If Apple wants to match the grip Meta has on the smart glasses market, it just might have to simplify its face computers. For now, at least.
According to an internal announcement reported in Bloomberg by serial Apple leaker Mark Gurman, Apple has deprioritized efforts to make a lighter, more affordable version of its Vision Pro headset in favor of focusing on AI-enabled smart glasses. Apple now seems to be aiming to launch a pair of Meta-style smart glasses in 2027, with another pair featuring a display on the lens aimed for release in 2028—if not before.
The move makes sense—after all, this has been the year where smart glasses really gained a foothold—but it’s a telling and somewhat embarrassing U-turn for Apple. The $3,499 Apple Vision Pro has widely been considered a failure for the company, after Apple moved uncharacteristically early in a field that was still finding its feet. While it was always clear that Apple intended the premium device to prove its use case to developers, widespread acceptance of Apple’s tech simply hasn’t followed.
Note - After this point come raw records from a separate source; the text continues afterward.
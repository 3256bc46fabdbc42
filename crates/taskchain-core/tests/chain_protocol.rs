//! Execution-protocol tests against the deterministic scheduler.
//!
//! Everything here is single-threaded: work runs only when the test drains
//! the `ManualScheduler`, so ordering and placement assertions are exact.

use pretty_assertions::assert_eq;
use proptest::prelude::*;
use std::sync::atomic::{AtomicI32, AtomicUsize, Ordering};
use std::sync::Arc;
use std::time::Duration;
use taskchain_core::prelude::*;
use taskchain_core::{ChainFault, IdentityRegistry};
use taskchain_test_utils::{ContextTrace, ManualScheduler, TraceEvent};

fn event(label: &str, context: ContextKind) -> TraceEvent {
    TraceEvent {
        label: label.to_string(),
        context: Some(context),
    }
}

#[test]
fn links_run_in_insertion_order_exactly_once() {
    let scheduler = ManualScheduler::new();
    let trace = ContextTrace::new();

    let chain = TaskChain::new(scheduler.clone());
    for index in 0..5 {
        let trace = trace.clone();
        chain
            .add_link(Link::new(LinkContext::Any, move |value: ()| {
                trace.record(format!("link-{index}"));
                Outcome::Continue(value)
            }))
            .unwrap();
    }

    let handle = chain.start().unwrap();
    scheduler.run_until_idle();

    assert_eq!(
        trace.labels(),
        vec!["link-0", "link-1", "link-2", "link-3", "link-4"]
    );
    assert_eq!(chain.state(), ChainState::Completed);
    assert_eq!(handle.wait_blocking(), ChainState::Completed);
}

#[test]
fn threaded_value_crosses_contexts() {
    let scheduler = ManualScheduler::new();
    let trace = ContextTrace::new();
    let terminal_value = Arc::new(AtomicI32::new(0));

    let trace_a = trace.clone();
    let trace_b = trace.clone();
    let trace_c = trace.clone();
    let observed = Arc::clone(&terminal_value);

    let handle = ChainBuilder::new(scheduler.clone())
        .then(LinkContext::Primary, move |()| {
            trace_a.record("A");
            Outcome::Continue(5_i32)
        })
        .then(LinkContext::Secondary, move |received: i32| {
            assert_eq!(received, 5);
            trace_b.record("B");
            Outcome::Continue(10_i32)
        })
        .then(LinkContext::Primary, move |received: i32| {
            assert_eq!(received, 10);
            trace_c.record("C");
            observed.store(15, Ordering::SeqCst);
            Outcome::Continue(15_i32)
        })
        .start()
        .unwrap();

    scheduler.run_until_idle();

    assert_eq!(
        trace.events(),
        vec![
            event("A", ContextKind::Primary),
            event("B", ContextKind::Secondary),
            event("C", ContextKind::Primary),
        ]
    );
    assert_eq!(terminal_value.load(Ordering::SeqCst), 15);
    assert_eq!(handle.wait_blocking(), ChainState::Completed);
}

#[test]
fn abort_skips_every_remaining_link() {
    let scheduler = ManualScheduler::new();
    let trace = ContextTrace::new();
    let aborted = Arc::new(AtomicUsize::new(0));
    let completed = Arc::new(AtomicUsize::new(0));

    let trace_a = trace.clone();
    let trace_b = trace.clone();
    let aborted_count = Arc::clone(&aborted);
    let completed_count = Arc::clone(&completed);

    let handle = ChainBuilder::new(scheduler.clone())
        .then(LinkContext::Primary, move |()| {
            trace_a.record("A");
            Outcome::<(), i32>::Abort
        })
        .finally(LinkContext::Secondary, move |_value: i32| {
            trace_b.record("B");
        })
        .on_aborted(move || {
            aborted_count.fetch_add(1, Ordering::SeqCst);
        })
        .on_completed(move || {
            completed_count.fetch_add(1, Ordering::SeqCst);
        })
        .start()
        .unwrap();

    scheduler.run_until_idle();

    assert_eq!(trace.labels(), vec!["A"]);
    assert_eq!(handle.wait_blocking(), ChainState::Aborted);
    assert_eq!(aborted.load(Ordering::SeqCst), 1);
    assert_eq!(completed.load(Ordering::SeqCst), 0);
}

#[test]
fn any_links_stay_in_the_previous_context() {
    let scheduler = ManualScheduler::new();
    let trace = ContextTrace::new();

    let chain = TaskChain::new(scheduler.clone());
    for (index, context) in [
        LinkContext::Secondary,
        LinkContext::Any,
        LinkContext::Primary,
        LinkContext::Any,
    ]
    .into_iter()
    .enumerate()
    {
        let trace = trace.clone();
        chain
            .add_link(Link::new(context, move |value: ()| {
                trace.record(format!("link-{index}"));
                Outcome::Continue(value)
            }))
            .unwrap();
    }

    chain.start().unwrap();
    scheduler.run_until_idle();

    assert_eq!(
        trace.contexts(),
        vec![
            Some(ContextKind::Secondary),
            Some(ContextKind::Secondary),
            Some(ContextKind::Primary),
            Some(ContextKind::Primary),
        ]
    );
    assert_eq!(chain.state(), ChainState::Completed);
}

#[test]
fn any_first_link_runs_on_the_secondary_context() {
    let scheduler = ManualScheduler::new();
    let trace = ContextTrace::new();

    let recorder = trace.clone();
    ChainBuilder::new(scheduler.clone())
        .finally(LinkContext::Any, move |()| recorder.record("first"))
        .start()
        .unwrap();

    scheduler.run_until_idle();
    assert_eq!(trace.contexts(), vec![Some(ContextKind::Secondary)]);
}

#[test]
fn delay_reinvokes_the_same_link_with_the_same_value() {
    let scheduler = ManualScheduler::new();
    let attempts = Arc::new(AtomicUsize::new(0));
    let finished = Arc::new(AtomicUsize::new(0));

    let attempt_count = Arc::clone(&attempts);
    let finish_count = Arc::clone(&finished);

    let handle = ChainBuilder::new(scheduler.clone())
        .then(LinkContext::Secondary, |()| Outcome::Continue(7_u32))
        .then(LinkContext::Secondary, move |value: u32| {
            assert_eq!(value, 7);
            if attempt_count.fetch_add(1, Ordering::SeqCst) == 0 {
                Outcome::Delay(value, Duration::from_millis(25))
            } else {
                Outcome::Continue(value)
            }
        })
        .finally(LinkContext::Secondary, move |value: u32| {
            assert_eq!(value, 7);
            finish_count.fetch_add(1, Ordering::SeqCst);
        })
        .start()
        .unwrap();

    scheduler.run_until_idle();
    assert_eq!(attempts.load(Ordering::SeqCst), 1);
    assert_eq!(finished.load(Ordering::SeqCst), 0);
    assert_eq!(scheduler.pending_delayed(), 1);

    // Not due yet: nothing runs.
    scheduler.advance_and_run(Duration::from_millis(10));
    assert_eq!(attempts.load(Ordering::SeqCst), 1);

    // Due: the same link runs again, then the chain finishes.
    scheduler.advance_and_run(Duration::from_millis(15));
    assert_eq!(attempts.load(Ordering::SeqCst), 2);
    assert_eq!(finished.load(Ordering::SeqCst), 1);
    assert_eq!(handle.wait_blocking(), ChainState::Completed);
}

#[test]
fn identity_chain_threads_the_resolved_handle() {
    let scheduler = ManualScheduler::new();
    let trace = ContextTrace::new();
    let sender = Arc::new("steve".to_string());

    let recorder = trace.clone();
    let handle = ChainBuilder::for_identity(
        scheduler.clone(),
        IdentityRef::new(&sender),
    )
    .finally(LinkContext::Secondary, move |resolved: Arc<String>| {
        recorder.record(format!("acting-for-{resolved}"));
    })
    .start()
    .unwrap();

    scheduler.run_until_idle();

    assert_eq!(
        trace.events(),
        vec![event("acting-for-steve", ContextKind::Secondary)]
    );
    assert_eq!(handle.wait_blocking(), ChainState::Completed);
}

#[test]
fn identity_chain_aborts_before_caller_links_when_stale() {
    let scheduler = ManualScheduler::new();
    let caller_ran = Arc::new(AtomicUsize::new(0));
    let aborted = Arc::new(AtomicUsize::new(0));

    let sender = Arc::new("steve".to_string());
    let identity = IdentityRef::new(&sender);

    let ran = Arc::clone(&caller_ran);
    let aborted_count = Arc::clone(&aborted);
    let handle = ChainBuilder::for_identity(scheduler.clone(), identity)
        .finally(LinkContext::Secondary, move |_resolved: Arc<String>| {
            ran.fetch_add(1, Ordering::SeqCst);
        })
        .on_aborted(move || {
            aborted_count.fetch_add(1, Ordering::SeqCst);
        })
        .start()
        .unwrap();

    // The sender disconnects while the chain is queued.
    drop(sender);
    scheduler.run_until_idle();

    assert_eq!(caller_ran.load(Ordering::SeqCst), 0);
    assert_eq!(aborted.load(Ordering::SeqCst), 1);
    assert_eq!(handle.wait_blocking(), ChainState::Aborted);
}

#[test]
fn named_chain_resolves_through_the_registry() {
    let scheduler = ManualScheduler::new();
    let registry = Arc::new(IdentityRegistry::new());
    let seen = Arc::new(AtomicUsize::new(0));

    let sender = Arc::new(11_u32);
    registry.register("sender-11", &sender);

    let seen_count = Arc::clone(&seen);
    let handle = ChainBuilder::for_name(
        scheduler.clone(),
        Arc::clone(&registry),
        "sender-11",
    )
    .finally(LinkContext::Primary, move |resolved: Arc<u32>| {
        seen_count.store(*resolved as usize, Ordering::SeqCst);
    })
    .start()
    .unwrap();

    scheduler.run_until_idle();
    assert_eq!(seen.load(Ordering::SeqCst), 11);
    assert_eq!(handle.wait_blocking(), ChainState::Completed);

    // An unregistered name aborts.
    let handle = ChainBuilder::for_name(scheduler.clone(), registry, "nobody")
        .finally(LinkContext::Primary, |_resolved: Arc<u32>| {})
        .start()
        .unwrap();
    scheduler.run_until_idle();
    assert_eq!(handle.wait_blocking(), ChainState::Aborted);
}

#[test]
fn panicking_link_faults_and_aborts() {
    let scheduler = ManualScheduler::new();
    let after_ran = Arc::new(AtomicUsize::new(0));
    let fault: Arc<parking_lot::Mutex<Option<ChainFault>>> =
        Arc::new(parking_lot::Mutex::new(None));

    let ran = Arc::clone(&after_ran);
    let fault_slot = Arc::clone(&fault);
    let handle = ChainBuilder::new(scheduler.clone())
        .then(LinkContext::Secondary, |()| Outcome::Continue(1_u32))
        .then(LinkContext::Secondary, |_value: u32| -> Outcome<u32, u32> {
            panic!("link exploded")
        })
        .finally(LinkContext::Primary, move |_value: u32| {
            ran.fetch_add(1, Ordering::SeqCst);
        })
        .on_fault(move |fault| {
            *fault_slot.lock() = Some(fault);
        })
        .start()
        .unwrap();

    scheduler.run_until_idle();

    assert_eq!(handle.wait_blocking(), ChainState::Aborted);
    assert_eq!(after_ran.load(Ordering::SeqCst), 0);
    let fault = fault.lock().take().unwrap();
    assert_eq!(fault.link_index, 1);
    assert!(fault.message.contains("link exploded"));
}

#[test]
fn mismatched_threaded_value_faults_instead_of_running() {
    let scheduler = ManualScheduler::new();
    let fault: Arc<parking_lot::Mutex<Option<ChainFault>>> =
        Arc::new(parking_lot::Mutex::new(None));

    // Built through the untyped interface with a first link that expects a
    // value no previous link produced.
    let chain = TaskChain::new(scheduler.clone());
    chain
        .add_link(Link::new(LinkContext::Secondary, |value: u32| {
            Outcome::Continue(value)
        }))
        .unwrap();
    let fault_slot = Arc::clone(&fault);
    chain.on_fault(move |fault| {
        *fault_slot.lock() = Some(fault);
    });

    let handle = chain.start().unwrap();
    scheduler.run_until_idle();

    assert_eq!(handle.wait_blocking(), ChainState::Aborted);
    let fault = fault.lock().take().unwrap();
    assert_eq!(fault.link_index, 0);
    assert!(fault.message.contains("type mismatch"));
}

proptest! {
    #[test]
    fn abort_at_any_position_skips_the_rest(len in 1_usize..8, position in 0_usize..8) {
        let abort_at = position % len;
        let scheduler = ManualScheduler::new();
        let ran: Arc<parking_lot::Mutex<Vec<usize>>> = Arc::new(parking_lot::Mutex::new(Vec::new()));

        let chain = TaskChain::new(scheduler.clone());
        for index in 0..len {
            let ran = Arc::clone(&ran);
            let context = if index % 2 == 0 {
                LinkContext::Primary
            } else {
                LinkContext::Secondary
            };
            chain
                .add_link(Link::new(context, move |value: ()| {
                    ran.lock().push(index);
                    if index == abort_at {
                        Outcome::Abort
                    } else {
                        Outcome::Continue(value)
                    }
                }))
                .unwrap();
        }

        chain.start().unwrap();
        scheduler.run_until_idle();

        prop_assert_eq!(ran.lock().clone(), (0..=abort_at).collect::<Vec<_>>());
        prop_assert_eq!(chain.state(), ChainState::Aborted);
    }
}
It’s too expensive, too bulky, too socially isolating, and altogether lacking in apps and use cases—the complete opposite to a pair of smart glasses.
However, it had seemingly planned to double down on the tech regardless, working on a slimmer, more affordable version of Vision Pro, predicted to launch in 2027. But that has now apparently changed, with the company reportedly fast tracking resources to its smart glasses projects instead.
But Apple is undeniably behind, and considerably so. This sudden change in focus feels unusual for a usually patient Cupertino, and is perhaps an acknowledgement of that fact.
“It does seem that Apple is just kind of spinning,” says Michael Gartenberg, a tech analyst and former Apple marketing director. “For the first time in a long time, Apple feels like they’re out of the conversation.”
But Apple knows it is not a conversation it can afford to be excluded from, not least because it’s a threat to its core device—the iPhone—suggests Gartenberg. Having a device directly in front of your eyes that can take phone calls, snap photos and video, and use AI to answer questions or translate languages means that smart glasses can offload a lot of the core use cases that people would normally pull out their phones to accomplish.
“A phone that stays in your pocket is not where Apple wants to see the iPhone,” he adds.
Anshel Sag, a principal analyst at Moor Insights & Strategy, agrees that while Apple has long been interested in making smart glasses and already has multiple projects in place, it hadn’t been adequately prepared for this shift in the market.
“I don’t believe their strategy had smart glasses as the base of the pyramid like Meta does,” Sag says about Apple’s extended reality efforts. “Apple wants to be enterprise, which is going to demand a higher resolution, higher quality device,” Sag says. “That’s not happening on smart glasses. Not anytime soon.”
Backing the wrong horse in this race has cost Apple dearly, and not just in time. Estimates suggest the company may have spent as much as $33 billion on its production (Gartenberg guesstimates the amount is somewhere in the “tens of billions”), with sales figures to date thought to be well below the 1 million mark. Even with some generosity around sales estimations, that means Apple Vision Pro could’ve brought in as little as 10 percent of what was invested in it. Of course, some of that will go forward into other products, but it still can’t be the outcome the company had hoped for—even though Apple CEO Tim Cook himself predicted it.
When discussing the development of AR and AR devices back in 2016, he said that most people wouldn’t find it acceptable to be “enclosed in something … because we are sociable people at heart.” He was spot on.
It turns out that what people really want at this moment is to just wear something that looks good and feels like a normal pair of glasses, with use cases that are actually, well, useful. And no, Tim, that’s not to watch Ted Lasso on their ceiling.
Coming to smart glasses in 2027 will feel almost impossibly late for a market that is taking off now, and while Apple is no stranger to starting behind, it will need to ensure its judgment on what its customers want in smart glasses is much more attuned than it was with Apple Vision Pro. At this point, it simply can’t afford another misstep.
But Apple isn’t giving up on Apple Vision Pro either, and reports suggest it may well revisit it once the more pressing issue of smart glasses is dealt with. While Gartenberg remains unconvinced that Apple can get the Vision Pro cheap enough to make it truly accessible for all (“the things that Apple would need to do to get this thing down to a price for humans is extraordinary”), Sag suggests it might not have to.
He points to the boom in gaming consoles as an example. Rather than flatlining the gaming PC market as was predicted, the proliferation of consoles actually helped drive sales of PCs, with more people getting into gaming, so more wanting to level up their equipment in time. He predicts the same trend will happen with smart glasses. People will start with more basic, familiar frames, then migrate into the chunkier, fully featured versions.
“People need to remember that XR is a spectrum and that devices are going to exist along that continuum,” Sag says. “The cheaper, simpler devices are going to reach the most people, but then there’s going to be a lot of people who want more than this base level experience.”
One day, Apple may be able to make that singular, gorgeous XR headset that people actually want to wear. But until then, it has to meet the market where it is headed—and that is in cheaper, lighter, more functional frames.